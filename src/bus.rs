use std::collections::BTreeMap;
use std::ops::RangeInclusive;
use std::sync::atomic::{AtomicUsize, Ordering};
use std::sync::{Arc, Mutex, MutexGuard, PoisonError};
use std::thread;
use std::time::{Duration, Instant};

use log::debug;

use crate::error::{CommResult, Result, ServoError};
use crate::procedures::{Outcome, Procedure};
use crate::protocol::PacketHandler;
use crate::registers::{
    self, ACCELERATION, BROADCAST_ID, DEFINE_MIDDLE, GoalCommand, MAX_ID,
};
use crate::transport::{SerialTransport, Transport};

/// What the controller needs from a chain of servos.
///
/// Every call is one complete bus exchange (or one complete configuration
/// procedure); callers serialize access.
pub trait ServoBus: Send {
    /// Model number of the servo at `id`.
    fn ping(&mut self, id: u8) -> Result<u16>;

    /// Raw position within one turn.
    fn read_position(&mut self, id: u8) -> Result<u16>;

    fn write_goal(&mut self, id: u8, goal: GoalCommand) -> Result<()>;

    /// Same register block on several servos in one frame, no replies.
    fn sync_write(&mut self, address: u8, targets: &BTreeMap<u8, Vec<u8>>) -> Result<()>;

    fn run_procedure(&mut self, procedure: Procedure) -> Result<Outcome>;

    fn scan(&mut self, ids: RangeInclusive<u8>) -> Vec<(u8, u16)>;

    fn close(&mut self);
}

/// Servos on a real (or scripted) byte transport.
pub struct StsBus<T: Transport> {
    handler: PacketHandler<T>,
}

impl StsBus<SerialTransport> {
    pub fn open(port_name: &str, baud_rate: u32) -> Result<Self> {
        Ok(Self::new(PacketHandler::new(SerialTransport::open(
            port_name, baud_rate,
        )?)))
    }
}

impl<T: Transport> StsBus<T> {
    pub fn new(handler: PacketHandler<T>) -> Self {
        Self { handler }
    }
}

impl<T: Transport> ServoBus for StsBus<T> {
    fn ping(&mut self, id: u8) -> Result<u16> {
        self.handler.ping(id).into_result(id)
    }

    fn read_position(&mut self, id: u8) -> Result<u16> {
        self.handler
            .read_u16(id, registers::PRESENT_POSITION)
            .into_result(id)
    }

    fn write_goal(&mut self, id: u8, goal: GoalCommand) -> Result<()> {
        self.handler
            .write(id, ACCELERATION, &goal.to_block())
            .into_result(id)
    }

    fn sync_write(&mut self, address: u8, targets: &BTreeMap<u8, Vec<u8>>) -> Result<()> {
        match self.handler.group_write(address, targets) {
            CommResult::Success => Ok(()),
            result => Err(ServoError::Communication {
                id: BROADCAST_ID,
                result,
            }),
        }
    }

    fn run_procedure(&mut self, procedure: Procedure) -> Result<Outcome> {
        procedure.run(&mut self.handler)
    }

    fn scan(&mut self, ids: RangeInclusive<u8>) -> Vec<(u8, u16)> {
        self.handler.scan(ids)
    }

    fn close(&mut self) {
        self.handler.close();
    }
}

const SIM_TICKS_PER_TURN: u16 = 4096;
const SIM_REGISTER_COUNT: usize = 128;
pub const SIM_MODEL_NUMBER: u16 = 777;

#[derive(Debug, Clone, Copy, PartialEq, Eq)]
pub enum BusOp {
    Ping,
    Read,
    Write,
    SyncWrite,
    Procedure,
}

/// One completed exchange on the simulated bus.
#[derive(Debug, Clone)]
pub struct BusAccess {
    pub id: u8,
    pub op: BusOp,
    pub started: Instant,
    pub finished: Instant,
}

struct SimState {
    servos: BTreeMap<u8, Vec<u8>>,
    log: Vec<BusAccess>,
    latency: Duration,
    failing_reads: BTreeMap<u8, usize>,
    failing_writes: BTreeMap<u8, usize>,
    closed: bool,
}

/// In-memory servos that share one register table each.
///
/// Clones share state, so a test can keep a handle while the controller owns
/// another. Every exchange takes `latency` and is recorded; exchanges that
/// overlap in time are counted.
#[derive(Clone)]
pub struct SimulatedBus {
    state: Arc<Mutex<SimState>>,
    in_flight: Arc<AtomicUsize>,
    overlaps: Arc<AtomicUsize>,
}

impl Default for SimulatedBus {
    fn default() -> Self {
        Self::new()
    }
}

impl SimulatedBus {
    pub fn new() -> Self {
        Self {
            state: Arc::new(Mutex::new(SimState {
                servos: BTreeMap::new(),
                log: Vec::new(),
                latency: Duration::ZERO,
                failing_reads: BTreeMap::new(),
                failing_writes: BTreeMap::new(),
                closed: false,
            })),
            in_flight: Arc::new(AtomicUsize::new(0)),
            overlaps: Arc::new(AtomicUsize::new(0)),
        }
    }

    pub fn with_latency(self, latency: Duration) -> Self {
        self.state().latency = latency;
        self
    }

    pub fn with_servo(self, id: u8, position: u16) -> Self {
        self.add_servo(id, position);
        self
    }

    pub fn add_servo(&self, id: u8, position: u16) {
        let mut table = vec![0u8; SIM_REGISTER_COUNT];
        put(&mut table, registers::MODEL_NUMBER, &SIM_MODEL_NUMBER.to_le_bytes());
        table[registers::ID as usize] = id;
        table[registers::LOCK as usize] = 1;
        put(&mut table, registers::PRESENT_POSITION, &position.to_le_bytes());
        self.state().servos.insert(id, table);
    }

    pub fn set_position(&self, id: u8, position: u16) {
        if let Some(table) = self.state().servos.get_mut(&id) {
            put(table, registers::PRESENT_POSITION, &position.to_le_bytes());
        }
    }

    pub fn register_u8(&self, id: u8, address: u8) -> Option<u8> {
        self.state()
            .servos
            .get(&id)
            .map(|table| table[address as usize])
    }

    pub fn register_u16(&self, id: u8, address: u8) -> Option<u16> {
        self.state().servos.get(&id).map(|table| {
            u16::from_le_bytes([table[address as usize], table[address as usize + 1]])
        })
    }

    pub fn has_servo(&self, id: u8) -> bool {
        self.state().servos.contains_key(&id)
    }

    /// The next `count` reads from `id` time out.
    pub fn fail_reads(&self, id: u8, count: usize) {
        self.state().failing_reads.insert(id, count);
    }

    /// The next `count` writes to `id` time out.
    pub fn fail_writes(&self, id: u8, count: usize) {
        self.state().failing_writes.insert(id, count);
    }

    pub fn accesses(&self) -> Vec<BusAccess> {
        self.state().log.clone()
    }

    pub fn goal_writes(&self, id: u8) -> usize {
        self.state()
            .log
            .iter()
            .filter(|a| a.id == id && a.op == BusOp::Write)
            .count()
    }

    pub fn overlaps(&self) -> usize {
        self.overlaps.load(Ordering::SeqCst)
    }

    pub fn is_closed(&self) -> bool {
        self.state().closed
    }

    fn state(&self) -> MutexGuard<'_, SimState> {
        self.state.lock().unwrap_or_else(PoisonError::into_inner)
    }

    /// Run `apply` as one timed exchange.
    fn exchange<R>(&self, id: u8, op: BusOp, apply: impl FnOnce(&mut SimState) -> R) -> R {
        let started = Instant::now();
        if self.in_flight.fetch_add(1, Ordering::SeqCst) > 0 {
            self.overlaps.fetch_add(1, Ordering::SeqCst);
        }

        let latency = self.state().latency;
        if !latency.is_zero() {
            thread::sleep(latency);
        }

        let mut state = self.state();
        let result = apply(&mut *state);
        self.in_flight.fetch_sub(1, Ordering::SeqCst);
        state.log.push(BusAccess {
            id,
            op,
            started,
            finished: Instant::now(),
        });
        result
    }
}

fn put(table: &mut [u8], address: u8, bytes: &[u8]) {
    let start = address as usize;
    table[start..start + bytes.len()].copy_from_slice(bytes);
}

fn no_response(id: u8) -> ServoError {
    ServoError::Communication {
        id,
        result: CommResult::NoResponse,
    }
}

fn injected_timeout(failing: &mut BTreeMap<u8, usize>, id: u8) -> Result<()> {
    match failing.get_mut(&id) {
        Some(remaining) if *remaining > 0 => {
            *remaining -= 1;
            Err(ServoError::Communication {
                id,
                result: CommResult::Timeout,
            })
        }
        _ => Ok(()),
    }
}

fn check_sim_id(id: u8) -> Result<()> {
    if id > MAX_ID {
        return Err(ServoError::InvalidArgument(format!(
            "servo id {id} must be between 0 and {MAX_ID}"
        )));
    }
    Ok(())
}

impl SimState {
    fn servo(&mut self, id: u8) -> Result<&mut Vec<u8>> {
        self.servos.get_mut(&id).ok_or_else(|| no_response(id))
    }

    fn apply_procedure(&mut self, procedure: Procedure) -> Result<Outcome> {
        match procedure {
            Procedure::ChangeId { old_id, new_id } => {
                check_sim_id(old_id)?;
                check_sim_id(new_id)?;
                let mut table =
                    self.servos
                        .remove(&old_id)
                        .ok_or_else(|| ServoError::Unreachable {
                            id: old_id,
                            source: Box::new(no_response(old_id)),
                        })?;
                table[registers::ID as usize] = new_id;
                self.servos.insert(new_id, table);
            }
            Procedure::ChangeMode { id, mode } => {
                self.servo(id)?[registers::MODE as usize] = mode.into();
            }
            Procedure::ChangeLimit { id, limit, value } => {
                put(self.servo(id)?, limit.register(), &value.to_le_bytes());
            }
            Procedure::DefineMiddle { id } => {
                let table = self.servo(id)?;
                table[registers::TORQUE_ENABLE as usize] = DEFINE_MIDDLE;
                put(
                    table,
                    registers::PRESENT_POSITION,
                    &(SIM_TICKS_PER_TURN / 2).to_le_bytes(),
                );
            }
        }
        Ok(Outcome::Applied)
    }
}

impl ServoBus for SimulatedBus {
    fn ping(&mut self, id: u8) -> Result<u16> {
        self.exchange(id, BusOp::Ping, |state| {
            let table = state.servo(id)?;
            let model = registers::MODEL_NUMBER as usize;
            Ok(u16::from_le_bytes([table[model], table[model + 1]]))
        })
    }

    fn read_position(&mut self, id: u8) -> Result<u16> {
        self.exchange(id, BusOp::Read, |state| {
            injected_timeout(&mut state.failing_reads, id)?;
            let table = state.servo(id)?;
            let at = registers::PRESENT_POSITION as usize;
            Ok(u16::from_le_bytes([table[at], table[at + 1]]))
        })
    }

    fn write_goal(&mut self, id: u8, goal: GoalCommand) -> Result<()> {
        self.exchange(id, BusOp::Write, |state| {
            injected_timeout(&mut state.failing_writes, id)?;
            let table = state.servo(id)?;
            put(table, ACCELERATION, &goal.to_block());
            // Instant motion; the wire value wraps the same way the encoder does.
            let position = goal.position % SIM_TICKS_PER_TURN;
            put(table, registers::PRESENT_POSITION, &position.to_le_bytes());
            debug!("Simulated servo {} moved to {}", id, position);
            Ok(())
        })
    }

    fn sync_write(&mut self, address: u8, targets: &BTreeMap<u8, Vec<u8>>) -> Result<()> {
        self.exchange(BROADCAST_ID, BusOp::SyncWrite, |state| {
            for (id, data) in targets {
                // No replies on a sync write, so absent servos are skipped silently.
                if let Some(table) = state.servos.get_mut(id) {
                    put(table, address, data);
                }
            }
            Ok(())
        })
    }

    fn run_procedure(&mut self, procedure: Procedure) -> Result<Outcome> {
        let id = match procedure {
            Procedure::ChangeId { old_id, .. } => old_id,
            Procedure::ChangeMode { id, .. }
            | Procedure::ChangeLimit { id, .. }
            | Procedure::DefineMiddle { id } => id,
        };
        self.exchange(id, BusOp::Procedure, |state| state.apply_procedure(procedure))
    }

    fn scan(&mut self, ids: RangeInclusive<u8>) -> Vec<(u8, u16)> {
        ids.filter_map(|id| self.ping(id).ok().map(|model| (id, model)))
            .collect()
    }

    fn close(&mut self) {
        self.state().closed = true;
    }
}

----------

> _WHAT THE TASK REQUIRES_
Please, from the entries above, set down exactly the lines from the one containing "check_sim_id(new_id)?;" through the one containing "injected_timeout(&mut state.failing_reads, id)?;", and only those.

> _YOUR SOLUTION_
                check_sim_id(new_id)?;
                let mut table =
                    self.servos
                        .remove(&old_id)
                        .ok_or_else(|| ServoError::Unreachable {
                            id: old_id,
                            source: Box::new(no_response(old_id)),
                        })?;
                table[registers::ID as usize] = new_id;
                self.servos.insert(new_id, table);
            }
            Procedure::ChangeMode { id, mode } => {
                self.servo(id)?[registers::MODE as usize] = mode.into();
            }
            Procedure::ChangeLimit { id, limit, value } => {
                put(self.servo(id)?, limit.register(), &value.to_le_bytes());
            }
            Procedure::DefineMiddle { id } => {
                let table = self.servo(id)?;
                table[registers::TORQUE_ENABLE as usize] = DEFINE_MIDDLE;
                put(
                    table,
                    registers::PRESENT_POSITION,
                    &(SIM_TICKS_PER_TURN / 2).to_le_bytes(),
                );
            }
        }
        Ok(Outcome::Applied)
    }
}

impl ServoBus for SimulatedBus {
    fn ping(&mut self, id: u8) -> Result<u16> {
        self.exchange(id, BusOp::Ping, |state| {
            let table = state.servo(id)?;
            let model = registers::MODEL_NUMBER as usize;
            Ok(u16::from_le_bytes([table[model], table[model + 1]]))
        })
    }

    fn read_position(&mut self, id: u8) -> Result<u16> {
        self.exchange(id, BusOp::Read, |state| {
            injected_timeout(&mut state.failing_reads, id)?;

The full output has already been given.